HIDOE has weather stations and classroom sensors at schools on Oahu, Maui, Kauai and the Big Island. In some cases, weather stations may be installed at specific schools when it is determined that mircoclimates caused by landforms, vegetation or urban development are creating distinct thermal conditions.

Visit hidoe-thermal-comfort.com to access the HIDOE Thermal Comfort website, which was built by MKThink in collaboration the data analytics firm, RoundhouseOne.

4 Comments
  1. Steve Martin January 26, 2018 8:15 am Reply

    I was just reading a statement made by our Governor Ige speaking our how proud he is of his accomplishments of finally getting the schools cooled off. I think he might have forgot about all the classrooms on Kauai. I have written a couple of letters regarding the hot classrooms and there is no reason any our children and in my case my grandchildren should have to attend a hot class room for any reason. I consider this a form of child abuse.

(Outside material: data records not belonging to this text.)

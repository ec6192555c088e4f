//! Method definition lowering.
//!
//! A `def` becomes a `πg.Function` whose code object wraps a Go closure. The
//! closure body is lowered against its own scope after a classification
//! pre-pass has decided where every name of the body lives.

use gorbe_syntax::{Node, Sexp, Tag};

use crate::compiler::context::CompilationContext;
use crate::compiler::expr::ExprCompiler;
use crate::compiler::shape::{NodeShape, is_absent};
use crate::compiler::stmt::StmtCompiler;
use crate::compiler::value::ValueHandle;
use crate::emit::go::go_str;
use crate::error::{CodegenError, CodegenResult};
use crate::runtime;
use crate::scope::{ScopeKind, SlotType, VarKind, VariableClassifier};

/// Parameters of a `def`, in positional order.
#[derive(Debug, Default)]
pub struct ParamList<'a> {
    pub required: Vec<&'a str>,
    pub optional: Vec<(&'a str, &'a Sexp)>,
    pub rest: Option<&'a str>,
}

impl<'a> ParamList<'a> {
    /// Read a `params` node, optionally wrapped in `paren`.
    pub fn parse(node: &'a Node) -> CodegenResult<Self> {
        let params = if node.tag() == &Tag::Paren {
            node.expect_arity(2)?;
            node.child_node(1)?
        } else {
            node
        };
        if params.tag() != &Tag::Params {
            return Err(CodegenError::unsupported(params));
        }

        let mut list = ParamList::default();
        if let Some(required) = params.get(1).and_then(Sexp::as_list) {
            for param in required {
                list.required.push(Self::param_name(param)?);
            }
        }
        if let Some(optional) = params.get(2).and_then(Sexp::as_list) {
            for pair in optional {
                match pair.as_list() {
                    Some([name, default]) => list.optional.push((Self::param_name(name)?, default)),
                    _ => {
                        let message = "Optional parameter must be [name, default].";
                        return Err(CodegenError::malformed(pair, message));
                    }
                }
            }
        }
        if let Some(rest) = params.get(3).filter(|rest| !is_absent(rest)) {
            let Some(rest_node) = rest.as_node().filter(|n| n.tag() == &Tag::RestParam) else {
                return Err(CodegenError::malformed(rest, "Expected a rest parameter."));
            };
            rest_node.expect_arity(2)?;
            match rest_node.child(1)? {
                name @ Sexp::Node(_) => list.rest = Some(Self::param_name(name)?),
                _ => return Err(CodegenError::unsupported(rest_node)),
            }
        }
        // post-rest, keyword, keyword-rest and block parameters
        for index in 4..=7 {
            if let Some(other) = params.get(index).filter(|p| !is_absent(p)) {
                return Err(match other.as_node() {
                    Some(node) => CodegenError::unsupported(node),
                    None => CodegenError::unsupported(params),
                });
            }
        }
        Ok(list)
    }

    fn param_name(param: &'a Sexp) -> CodegenResult<&'a str> {
        match param.as_node() {
            Some(token) if token.tag() == &Tag::Ident => token.token_text(),
            Some(other) => Err(CodegenError::unsupported(other)),
            None => Err(CodegenError::malformed(param, "Expected a parameter name.")),
        }
    }

    pub fn positional_count(&self) -> usize {
        self.required.len() + self.optional.len()
    }
}

/// Statements of a `bodystmt`; `rescue`, `else` and `ensure` clauses are refused.
pub fn body_statements(body: &Node) -> CodegenResult<&Sexp> {
    if body.tag() != &Tag::BodyStmt {
        return Err(CodegenError::unsupported(body));
    }
    body.expect_arity(5)?;
    for index in 2..=4 {
        let clause = body.child(index)?;
        if !is_absent(clause) {
            return Err(match clause.as_node() {
                Some(node) => CodegenError::unsupported(node),
                None => CodegenError::malformed(clause, "Unexpected clause."),
            });
        }
    }
    body.child(1)
}

pub struct FunctionCompiler;

impl FunctionCompiler {
    pub fn compile_def(ctx: &mut CompilationContext, node: &Node) -> CodegenResult<()> {
        node.expect_arity(4)?;
        let name = node.child_node(1)?.token_text()?;
        let params = ParamList::parse(node.child_node(2)?)?;
        let stmts = body_statements(node.child_node(3)?)?;

        let is_method = ctx.scopes.current().kind() == ScopeKind::Class;
        let bound_name = if is_method { runtime::method_slot(name) } else { name };
        if is_method && name == "initialize" {
            let class_name = ctx.scopes.current().name().to_string();
            let message = format!(
                "method 'initialize' of class {class_name} is registered as constructor '__init__'"
            );
            ctx.diagnostics.note(node.line(), message);
        }
        tracing::debug!(
            name,
            bound_name,
            params = params.positional_count(),
            is_method,
            "lower def"
        );

        // Defaults are evaluated once, when the definition runs.
        let mut defaults = Vec::with_capacity(params.optional.len());
        for (_, default) in &params.optional {
            defaults.push(ExprCompiler::compile_sexp(ctx, default)?);
        }

        let mut names: Vec<&str> = Vec::new();
        if is_method {
            names.push("self");
        }
        names.extend(params.required.iter().copied());
        names.extend(params.optional.iter().map(|(name, _)| *name));

        let table = ctx.alloc_temp(SlotType::Params);
        ctx.writer.write(&format!("{table} = make([]πg.Param, {})", names.len()));
        let first_optional = names.len() - defaults.len();
        for (i, param) in names.iter().enumerate() {
            let default = match i.checked_sub(first_optional) {
                Some(d) => defaults[d].to_string(),
                None => "nil".to_string(),
            };
            let name = go_str(param);
            ctx.writer.write(&format!("{table}[{i}] = πg.Param{{Name: {name}, Def: {default}}}"));
        }
        for default in defaults {
            ctx.release(default);
        }

        let mut classifier = VariableClassifier::new();
        for (i, param) in names.iter().enumerate() {
            classifier.add_parameter(node, param, i)?;
        }
        if let Some(rest) = params.rest {
            classifier.add_parameter(node, rest, names.len())?;
        }
        classifier.scan(stmts)?;

        ctx.scopes.push(ScopeKind::Function, bound_name);
        ctx.scopes.current_mut().set_variables(classifier.finish());
        let lowered = ctx.capture(|ctx| StmtCompiler::compile_body_returning(ctx, stmts));
        let scope = ctx.scopes.pop();
        let ((), body) = lowered?;
        let Some(scope) = scope else {
            return Err(CodegenError::structural(node, "Method scope was not open."));
        };

        let flags = if params.rest.is_some() { runtime::CODE_FLAG_VAR_ARG } else { "0" };
        let result = ctx.alloc_temp(SlotType::Object);
        let w = &mut ctx.writer;
        w.write(&format!(
            "{result} = πg.NewFunction(πg.NewCode({}, {}, {table}, {flags}, {} {{",
            go_str(bound_name),
            go_str(&ctx.options.script),
            runtime::METHOD_FUNC,
        ));
        w.indent();
        for var in scope.variables() {
            let go_name = var.go_name();
            match var.kind {
                VarKind::Parameter(i) => {
                    w.write(&format!("var {go_name} *πg.Object = πArgs[{i}]; _ = {go_name}"))
                }
                VarKind::Local => {
                    let unbound = runtime::UNBOUND_LOCAL;
                    w.write(&format!("var {go_name} *πg.Object = {unbound}; _ = {go_name}"))
                }
                VarKind::Global => {}
            }
        }
        w.write_temp_decls(&scope.temps().declarations());
        w.write("var πR *πg.Object; _ = πR");
        w.write("var πE *πg.BaseException; _ = πE");
        w.write_block(&scope.checkpoints(), &body);
        w.write("if πE != nil {\n\tπR = nil\n} else if πR == nil {\n\tπR = πg.None\n}");
        w.write("return πR, πE");
        w.dedent();
        w.write("}), πF.Globals()).ToObject()");
        ctx.free_temp(&table);

        let result = ValueHandle::Temp(result);
        ctx.bind_var(bound_name, &result)?;
        ctx.release(result);
        Ok(())
    }
}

  2. Carrice Gardner January 26, 2018 9:33 am Reply

    Please give credit where it is due. Governor Ige announced his plan to air condition 1,000 classrooms during his 2016 State of the State address. Today, with the aid of the Hawaii State Legislature and Department of Education, he has fulfilled and exceeded his goal. Moreover he took an innovative approach and chose energy efficient solar-powered systems, along with other heat abatement strategies, to prevent increasing utility bills and overtaxing the schools’ electrical grid. Prior to his tenure, there was little to no movement in the area to cool our classrooms. Under Governor Ige’s leadership, our State has invested more in classrooms than in previous years. Thank you governor!


  3. Steve Martin January 27, 2018 7:30 pm Reply

    Ms. Gardner…One of my grand kids has a/c the other one has none. How would you like it if one of your children had it and the other one started back to school in 100 degree classroom? Did you throughly read the letter above to understand what is taking place? It’s the typical politician patting himself on the back for his halfas accomplishments and you think it’s wonderful. If there wasn’t a/c’s in the administrations offices or Governor ige’s office there would be a literal melt down with people not showing up for work. I’m sorry but if we can’t take care of all our classrooms for all children then the governor has no business patting anybody’s backs. As we know the states policies don’t contain the word “creative” so maybe we need to cut a dozen or so of the administrators jobs earning six figure salaries and spend the money getting a/c’s done for all of children at the same time. Since this is how our governor works he will definitely not get a vote from me and you would be foolish for continuing your wonderful speeches about his accomplishments. I’m sorry if you might not like my comment,but my grandchildren and the rest of students should not be picked as to who gets a/c and doesn’t period. Thank you!


    1. Carrice Gardner January 29, 2018 4:13 pm Reply

      Mr. Martin, although this is an important issue to you, you are picking on the person who has done the most to cool our schools. I understand your concern. As a product of Kauai’s public schools I know what it’s like to be in a hot classroom, (and in my day there were no fans or air conditioners.) However I disagree with your critique. With limited state funds, an “all at once” or nothing approaching like you suggest would mean zero classrooms would have been cooled to date. Due to limited resources, the hottest classrooms were prioritized to receive heat abatement measures first; Kauai’s schools included. Additionally, creative measures were implemented by Gov. Ige, who utilized GEMS funds and energy efficient systems to achieve cooler classrooms. No other candidate for Governor has made headway in this area, nor have they made cooling classrooms a priority. Do all of our classrooms have AC? No. But if this issue is important to you, you should be appreciative of Governor’s efforts as he continues to dedicate resources to this area. The current number of classrooms with AC is +1200. Also since you mentioned it, not all of Governor’s staff work in air conditioned offices however they continue to show up to work on a daily basis. Mahalo and aloha!